[YOUR INSTRUCTIONS] Copy each line of the entries that contains the word "find".

[PROVIDED DATA]
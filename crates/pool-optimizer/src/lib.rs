//! Satellite Pool Optimizer
//!
//! Selects, per constellation, a bounded active pool from a large candidate
//! set so that the number of simultaneously visible satellites stays inside a
//! target band across a full orbital period.
//!
//! # Cost Model
//!
//! ```text
//! Cost(S) = w_v·V + w_t·T + w_p·P + w_s·Q + w_d·D
//! ```
//!
//! | Term | Default weight | Description |
//! |------|----------------|-------------|
//! | V    | 10.0  | Time steps with visible count outside the band |
//! | T    | 0.5   | First-appearance clustering, Σ (gap - g)/gap for g < gap |
//! | P    | 100.0 | Pool size deviation, \|n - target\| / target |
//! | Q    | 5.0   | Mean signal-quality deviation of pool members |
//! | D    | 2.0   | 1 - mean of pool orbital diversity and per-constellation phase diversity |
//!
//! Each constellation is sampled over its own orbital period; the
//! horizon is the longest of them.
//!
//! The search is simulated annealing with Metropolis acceptance and an
//! injected, seeded ChaCha RNG, so a fixed seed reproduces a run exactly.

use orbital_mechanics::Constellation;
use serde::{Deserialize, Serialize};
use std::collections::BTreeMap;
use thiserror::Error;

pub mod annealing;
pub mod cost;
pub mod coverage;
pub mod loader;
pub mod planner;
pub mod timeline;
pub mod verify;

pub use annealing::PoolOptimizer;
pub use coverage::{
    CoverageReport, DiversePool, DiversityScore, OrbitalDiversity, SpatiotemporalCoverageAnalyzer,
};
pub use planner::{PlanHandle, PoolPlanner};

/// Default cost weights (9 decimal precision)
pub const W_VISIBILITY: f64 = 10.000000000;
pub const W_TEMPORAL_CLUSTERING: f64 = 0.500000000;
pub const W_POOL_SIZE: f64 = 100.000000000;
pub const W_SIGNAL_QUALITY: f64 = 5.000000000;
pub const W_ORBITAL_DIVERSITY: f64 = 2.000000000;

/// Acceptance thresholds for the final constraint map
pub const MIN_VISIBILITY_COMPLIANCE: f64 = 0.900000000;
pub const MIN_TEMPORAL_DISTRIBUTION: f64 = 0.700000000;
pub const MIN_SIGNAL_QUALITY: f64 = 0.800000000;
pub const MIN_ORBIT_COVERAGE: f64 = 0.950000000;

#[derive(Error, Debug)]
pub enum OptimizerError {
    #[error("IO error: {0}")]
    Io(#[from] std::io::Error),
    #[error("JSON parse error: {0}")]
    Json(#[from] serde_json::Error),
    #[error("Invalid configuration: {0}")]
    Configuration(String),
    #[error("Planning run {0} superseded by a newer request")]
    Superseded(u64),
    #[error("Planning task failed: {0}")]
    Task(String),
}

pub type Result<T> = std::result::Result<T, OptimizerError>;

/// Pool size and visibility band for one constellation
#[derive(Debug, Clone, Serialize, Deserialize)]
pub struct ConstellationTarget {
    pub constellation: Constellation,
    pub target_pool_size: usize,
    pub min_pool_size: usize,
    pub max_pool_size: usize,
    /// Visible-count band, inclusive
    pub min_visible: u32,
    pub max_visible: u32,
    pub min_elevation_deg: f64,
    pub orbit_period_minutes: f64,
}

impl ConstellationTarget {
    pub fn starlink() -> Self {
        Self {
            constellation: Constellation::Starlink,
            target_pool_size: 225,
            min_pool_size: 200,
            max_pool_size: 250,
            min_visible: 10,
            max_visible: 15,
            min_elevation_deg: 5.0,
            orbit_period_minutes: 96.0,
        }
    }

    pub fn oneweb() -> Self {
        Self {
            constellation: Constellation::OneWeb,
            target_pool_size: 70,
            min_pool_size: 60,
            max_pool_size: 80,
            min_visible: 3,
            max_visible: 6,
            min_elevation_deg: 10.0,
            orbit_period_minutes: 109.64,
        }
    }

    pub fn validate(&self) -> Result<()> {
        let name = self.constellation;
        if self.max_pool_size == 0 {
            return Err(OptimizerError::Configuration(format!(
                "{}: max_pool_size must be positive",
                name
            )));
        }
        if !(self.min_pool_size <= self.target_pool_size
            && self.target_pool_size <= self.max_pool_size)
        {
            return Err(OptimizerError::Configuration(format!(
                "{}: pool sizes must satisfy min {} <= target {} <= max {}",
                name, self.min_pool_size, self.target_pool_size, self.max_pool_size
            )));
        }
        if self.min_visible > self.max_visible {
            return Err(OptimizerError::Configuration(format!(
                "{}: visible band [{}, {}] is empty",
                name, self.min_visible, self.max_visible
            )));
        }
        if !(self.orbit_period_minutes.is_finite() && self.orbit_period_minutes > 0.0) {
            return Err(OptimizerError::Configuration(format!(
                "{}: orbit period must be positive",
                name
            )));
        }
        if !(-90.0..=90.0).contains(&self.min_elevation_deg) {
            return Err(OptimizerError::Configuration(format!(
                "{}: elevation threshold {} outside [-90, 90]",
                name, self.min_elevation_deg
            )));
        }
        Ok(())
    }

    pub fn orbit_period_s(&self) -> f64 {
        self.orbit_period_minutes * 60.0
    }

    /// Time steps covering one orbital period
    pub fn steps(&self, time_step_s: f64) -> usize {
        (self.orbit_period_s() / time_step_s).ceil() as usize
    }

    pub fn within_band(&self, visible: u32) -> bool {
        visible >= self.min_visible && visible <= self.max_visible
    }
}

/// How the annealer's starting pool is drawn
#[derive(Debug, Clone, Copy, PartialEq, Eq, Serialize, Deserialize, Default)]
#[serde(rename_all = "snake_case")]
pub enum InitialPool {
    /// Uniform random sample of the target size
    #[default]
    Random,
    /// Greedy phase/RAAN bucket fill from the coverage analyzer
    PhaseDiverse,
}

#[derive(Debug, Clone, Serialize, Deserialize)]
pub struct PoolConstraints {
    pub targets: Vec<ConstellationTarget>,
    pub time_step_s: f64,
    /// Minimum spacing between consecutive first appearances
    pub clustering_gap_s: f64,
    #[serde(default)]
    pub initial_pool: InitialPool,
}

impl Default for PoolConstraints {
    fn default() -> Self {
        Self {
            targets: vec![ConstellationTarget::starlink(), ConstellationTarget::oneweb()],
            time_step_s: 30.0,
            clustering_gap_s: 450.0,
            initial_pool: InitialPool::Random,
        }
    }
}

impl PoolConstraints {
    pub fn validate(&self) -> Result<()> {
        if self.targets.is_empty() {
            return Err(OptimizerError::Configuration(
                "at least one constellation target is required".to_string(),
            ));
        }
        if !(self.time_step_s.is_finite() && self.time_step_s > 0.0) {
            return Err(OptimizerError::Configuration(format!(
                "time step {} must be positive",
                self.time_step_s
            )));
        }
        if !(self.clustering_gap_s.is_finite() && self.clustering_gap_s > 0.0) {
            return Err(OptimizerError::Configuration(format!(
                "clustering gap {} must be positive",
                self.clustering_gap_s
            )));
        }
        for (i, t) in self.targets.iter().enumerate() {
            t.validate()?;
            if self.targets[..i].iter().any(|o| o.constellation == t.constellation) {
                return Err(OptimizerError::Configuration(format!(
                    "duplicate target for {}",
                    t.constellation
                )));
            }
        }
        Ok(())
    }

    pub fn target(&self, constellation: Constellation) -> Option<&ConstellationTarget> {
        self.targets.iter().find(|t| t.constellation == constellation)
    }

    /// Longest configured orbital period. Candidate windows must cover it;
    /// each constellation is still scored over its own period only.
    pub fn horizon_s(&self) -> f64 {
        self.targets
            .iter()
            .map(|t| t.orbit_period_s())
            .fold(0.0, f64::max)
    }

    /// Time steps in the horizon
    pub fn steps(&self) -> usize {
        (self.horizon_s() / self.time_step_s).ceil() as usize
    }

    /// Clustering gap in time steps, derived from the configured resolution
    pub fn clustering_gap_steps(&self) -> usize {
        ((self.clustering_gap_s / self.time_step_s).ceil() as usize).max(1)
    }
}

#[derive(Debug, Clone, Serialize, Deserialize)]
pub struct AnnealingParams {
    pub initial_temperature: f64,
    pub min_temperature: f64,
    pub cooling_rate: f64,
    pub max_iterations: usize,
    /// Consecutive iterations without a new best before stopping
    pub plateau_tolerance: usize,
    /// Worse moves are never taken when exp(-Δ/T) falls below this
    pub acceptance_floor: f64,
}

impl Default for AnnealingParams {
    fn default() -> Self {
        Self {
            initial_temperature: 100.0,
            min_temperature: 0.01,
            cooling_rate: 0.995,
            max_iterations: 10_000,
            plateau_tolerance: 500,
            acceptance_floor: 0.01,
        }
    }
}

impl AnnealingParams {
    pub fn validate(&self) -> Result<()> {
        if !(self.min_temperature > 0.0 && self.initial_temperature > self.min_temperature) {
            return Err(OptimizerError::Configuration(format!(
                "temperatures must satisfy 0 < min {} < initial {}",
                self.min_temperature, self.initial_temperature
            )));
        }
        if !(self.cooling_rate > 0.0 && self.cooling_rate < 1.0) {
            return Err(OptimizerError::Configuration(format!(
                "cooling rate {} outside (0, 1)",
                self.cooling_rate
            )));
        }
        if self.max_iterations == 0 || self.plateau_tolerance == 0 {
            return Err(OptimizerError::Configuration(
                "max_iterations and plateau_tolerance must be positive".to_string(),
            ));
        }
        if !(0.0..1.0).contains(&self.acceptance_floor) {
            return Err(OptimizerError::Configuration(format!(
                "acceptance floor {} outside [0, 1)",
                self.acceptance_floor
            )));
        }
        Ok(())
    }
}

#[derive(Debug, Clone, Serialize, Deserialize)]
pub struct CostWeights {
    pub visibility: f64,
    pub temporal_clustering: f64,
    pub pool_size: f64,
    pub signal_quality: f64,
    pub orbital_diversity: f64,
}

impl Default for CostWeights {
    fn default() -> Self {
        Self {
            visibility: W_VISIBILITY,
            temporal_clustering: W_TEMPORAL_CLUSTERING,
            pool_size: W_POOL_SIZE,
            signal_quality: W_SIGNAL_QUALITY,
            orbital_diversity: W_ORBITAL_DIVERSITY,
        }
    }
}

impl CostWeights {
    pub fn validate(&self) -> Result<()> {
        let all = [
            ("visibility", self.visibility),
            ("temporal_clustering", self.temporal_clustering),
            ("pool_size", self.pool_size),
            ("signal_quality", self.signal_quality),
            ("orbital_diversity", self.orbital_diversity),
        ];
        for (name, w) in all {
            if !(w.is_finite() && w >= 0.0) {
                return Err(OptimizerError::Configuration(format!(
                    "weight {} = {} must be finite and non-negative",
                    name, w
                )));
            }
        }
        Ok(())
    }
}

/// Selected pool for one constellation
#[derive(Debug, Clone, Serialize, Deserialize)]
pub struct ConstellationPool {
    pub constellation: Constellation,
    pub selected: Vec<String>,
    /// Visible pool members per time step
    pub visible_counts: Vec<u32>,
    pub orbit_coverage: CoverageReport,
}

#[derive(Debug, Clone, Copy, PartialEq, Eq, Serialize, Deserialize)]
#[serde(rename_all = "snake_case")]
pub enum StopReason {
    TemperatureFloor,
    IterationCap,
    Plateau,
    Cancelled,
    DegenerateInput,
}

#[derive(Debug, Clone, Default, Serialize, Deserialize)]
pub struct OptimizationStats {
    pub iterations: usize,
    pub best_iteration: usize,
    pub accepted_moves: usize,
    pub acceptance_rate: f64,
    pub initial_cost: f64,
    /// (iteration, cost) at every new best
    pub improvements: Vec<(usize, f64)>,
    /// Current cost sampled every 100 iterations
    pub cost_history: Vec<f64>,
    pub temperature_history: Vec<f64>,
    pub stop_reason: Option<StopReason>,
}

#[derive(Debug, Clone, Serialize, Deserialize)]
pub struct PoolSolution {
    pub pools: Vec<ConstellationPool>,
    pub cost: f64,
    /// Fraction of time steps with every constellation inside its band
    pub visibility_compliance: f64,
    pub temporal_distribution: f64,
    pub signal_quality: f64,
    pub constraints_satisfied: BTreeMap<String, bool>,
    pub compliant: bool,
    /// Input was empty or undersized; pools are a best-effort fallback
    pub degenerate: bool,
    pub seed: u64,
    pub stats: OptimizationStats,
    pub generated_at: String,
}

impl PoolSolution {
    pub fn pool(&self, constellation: Constellation) -> Option<&ConstellationPool> {
        self.pools.iter().find(|p| p.constellation == constellation)
    }

    pub fn selected_ids(&self, constellation: Constellation) -> &[String] {
        self.pool(constellation)
            .map(|p| p.selected.as_slice())
            .unwrap_or(&[])
    }

    pub fn total_selected(&self) -> usize {
        self.pools.iter().map(|p| p.selected.len()).sum()
    }

    pub fn unmet_constraints(&self) -> Vec<&str> {
        self.constraints_satisfied
            .iter()
            .filter(|(_, ok)| !**ok)
            .map(|(k, _)| k.as_str())
            .collect()
    }
}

[ANSWER FOR THIS EXERCISE]
        self.targets.iter().find(|t| t.constellation == constellation)
        self.pools.iter().find(|p| p.constellation == constellation)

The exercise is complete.